The Yunling border village of Malipo, home to nearly 300 households, has 28 Vietnamese women who got married to local residents, village officials told the Global Times, noting that the history of cross-border marriages goes back hundreds of years and has bonded the villages.

Marriage to Vietnamese citizens is not rare in these border villages, especially for those who grew up together as neighbors across the border and for older men with limited incomes struggling to find Chinese wives, said village officials.

For Vietnamese women, marrying a Chinese citizen often confers a higher standard of living. In the county's border areas, marrying a Vietnamese husband means a life of serving the man and the family, while marrying a Chinese husband means being taken  care of, villagers said.

In the eyes of Malipo-based independent scholar Adrew Deng, the war did not leave border residents with hatred. Deng said the connection between the Chinese and Vietnamese in the border region, who have shared the same culture, ethnicity and close kinship for hundreds of years, cannot be broken so easily.

What the border residents care about is how to jointly overcome difficulty and help each other strive for a better life, said Deng .

No one is sure how many wartime weapons, such as land mines, were left in Malipo's border villages or where they are.
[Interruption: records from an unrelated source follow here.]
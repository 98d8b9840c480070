use std::{fs, path::PathBuf};

use anyhow::Context;
use clap::{Parser, Subcommand};
use encoding_rs::UTF_8;
use engine::api::{sample_hero, simulate_fight, FightConfig, LuckPolicy};
use engine::session::{Session, Snapshot};
use engine::Dice;

#[derive(Subcommand)]
enum Cmd {
    /// Roll custom dice and show the breakdown
    Roll {
        /// RNG seed for determinism
        #[arg(long, default_value_t = 42)]
        seed: u64,
        /// Number of dice
        #[arg(long, default_value_t = 2)]
        count: u32,
        /// Faces per die
        #[arg(long, default_value_t = 6)]
        sides: u32,
    },
    /// Roll a fresh hero and print the save document (stdout)
    Hero {
        /// RNG seed for determinism
        #[arg(long, default_value_t = 42)]
        seed: u64,
    },
    /// Simulate one fight and print the combat log
    Fight {
        /// RNG seed for determinism
        #[arg(long, default_value_t = 42)]
        seed: u64,
        /// Builtin foe id (orc, ogre, wild_dog)
        #[arg(long, default_value = "orc")]
        foe: String,
        /// Foe sheet file (YAML or JSON); overrides --foe
        #[arg(long)]
        foe_file: Option<PathBuf>,
        /// Luck policy: never | always | a numeric threshold
        #[arg(long, default_value = "always")]
        luck: String,
        /// Safety cap on attack rounds
        #[arg(long, default_value_t = 50)]
        max_rounds: u32,
        /// Override the sample hero's skill
        #[arg(long)]
        hero_skill: Option<i32>,
        /// Override the sample hero's stamina
        #[arg(long)]
        hero_stamina: Option<i32>,
        /// Override the sample hero's luck
        #[arg(long)]
        hero_luck: Option<i32>,
    },
    /// Load a save file and summarize the tracked state
    Load {
        /// Path to a JSON save (browser exports welcome, BOM and all)
        #[arg(long)]
        file: PathBuf,
    },
}

#[derive(Parser)]
#[command(name = "ff-companion")]
#[command(about = "Fighting Fantasy solo-play companion harness")]
struct Cli {
    /// Verbose engine diagnostics
    #[arg(long, global = true, default_value_t = false)]
    verbose: bool,
    #[command(subcommand)]
    cmd: Cmd,
}

fn parse_policy(s: &str) -> anyhow::Result<LuckPolicy> {
    match s {
        "never" => Ok(LuckPolicy::Never),
        "always" => Ok(LuckPolicy::Always),
        other => other
            .parse::<i32>()
            .map(LuckPolicy::Threshold)
            .map_err(|_| anyhow::anyhow!("luck policy must be never, always, or a number")),
    }
}

fn main() -> anyhow::Result<()> {
    let cli = Cli::parse();
    if cli.verbose {
        engine::init_tracing();
    }
    match cli.cmd {
        Cmd::Roll { seed, count, sides } => {
            let mut dice = Dice::from_seed(seed);
            let breakdown = dice.roll_custom(count, sides);
            let parts = breakdown
                .rolls
                .iter()
                .map(|r| r.to_string())
                .collect::<Vec<_>>()
                .join(" + ");
            println!("{parts} = {}", breakdown.total);
        }
        Cmd::Hero { seed } => {
            let mut dice = Dice::from_seed(seed);
            let session = Session::new_game(&mut dice);
            println!("{}", serde_json::to_string_pretty(&session.to_snapshot())?);
        }
        Cmd::Fight {
            seed,
            foe,
            foe_file,
            luck,
            max_rounds,
            hero_skill,
            hero_stamina,
            hero_luck,
        } => {
            let mut hero = sample_hero();
            if let Some(v) = hero_skill {
                hero.skill = v;
            }
            if let Some(v) = hero_stamina {
                hero.stamina = v;
            }
            if let Some(v) = hero_luck {
                hero.luck = v;
            }
            let cfg = FightConfig {
                foe_path: foe_file.map(|p| p.display().to_string()),
                foe_id: Some(foe),
                seed,
                luck_policy: parse_policy(&luck)?,
                hero: Some(hero),
                max_rounds,
            };
            let result = simulate_fight(cfg)?;
            for line in &result.log {
                println!("{line}");
            }
        }
        Cmd::Load { file } => {
            let bytes = fs::read(&file)
                .with_context(|| format!("failed to read save: {}", file.display()))?;
            // Browser exports sometimes carry a BOM; decode handles it.
            let (text, _, _) = UTF_8.decode(&bytes);
            let snapshot: Snapshot = serde_json::from_str(&text)
                .with_context(|| format!("failed to parse save: {}", file.display()))?;
            let session = Session::from_snapshot(snapshot);
            print_summary(&session);
        }
    }
    Ok(())
}

fn print_summary(session: &Session) {
    let p = &session.player;
    println!(
        "Hero: skill {}/{}, stamina {}/{}, luck {}/{}, magic {}/{}",
        p.skill, p.max_skill, p.stamina, p.max_stamina, p.luck, p.max_luck, p.magic, p.max_magic
    );
    let potion = match (p.potion, p.potion_used) {
        (Some(kind), false) => format!("{kind:?} (unused)"),
        (Some(kind), true) => format!("{kind:?} (used)"),
        (None, _) => "none".to_string(),
    };
    println!("Meals: {}  Potion: {}", p.meals, potion);
    println!(
        "Modifiers: damage done {:+}, damage received {:+}, skill bonus {:+}",
        session.modifiers.damage_done,
        session.modifiers.damage_received,
        session.modifiers.skill_bonus
    );
    let prepared: Vec<_> = session.spells.prepared().collect();
    println!(
        "Spells ({}/{}): {}",
        prepared.len(),
        session.spells.limit(),
        if prepared.is_empty() { "none".to_string() } else { prepared.join(", ") }
    );
    if session.roster.is_empty() {
        println!("Enemies: none");
        return;
    }
    println!("Enemies:");
    for (i, enemy) in session.roster.iter().enumerate() {
        let tag = if enemy.is_copy { " [ally]" } else { "" };
        println!(
            "  {}. {} (skill {}, stamina {}) [id {}]{tag}",
            i + 1,
            enemy.name,
            enemy.skill,
            enemy.stamina,
            enemy.id
        );
    }
}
The mines, hidden in and around villagers' farmland, have cost residents arms and legs and even their lives. They are reminders of the history of a region that has moved forward without the memory of the war's wounds.

On November 16, 2018, the last minefields along the China-Vietnam border were handed over to local residents, marking the official completion of the third large-scale land mine clearance operation in the Yunnan section of the China-Vietnam border, Xinhua reported.

Thirty years ago, this was the frontline of the Chinese-Vietnam War. Land mines were the most effective weapon to impede enemies. Soldiers would spend their time laying mines during the short intervals when both sides weren't shooting.

About 700 meters away from the county sits a martyr memorial park where more than 900 martyrs who died during the war are buried. The martyrs are not forgotten by histoty as the park is often visited by war survivors and visitors.  Visitors were offering flowers at the park when a Global Times reporter visited the site on Saturday. The park is also a site for patriotic education.

The war of decades ago has not left hatred, and the governments of the two sides have made constant efforts to maintain sound and steady momentum for bilateral cooperation in recent years.

The fifth high-level border meeting between the Chinese and Vietnamese militaries opened in November 2018 in South China's Guangxi Zhuang Autonomous Region, with the two sides pledging to maintain stability in border areas.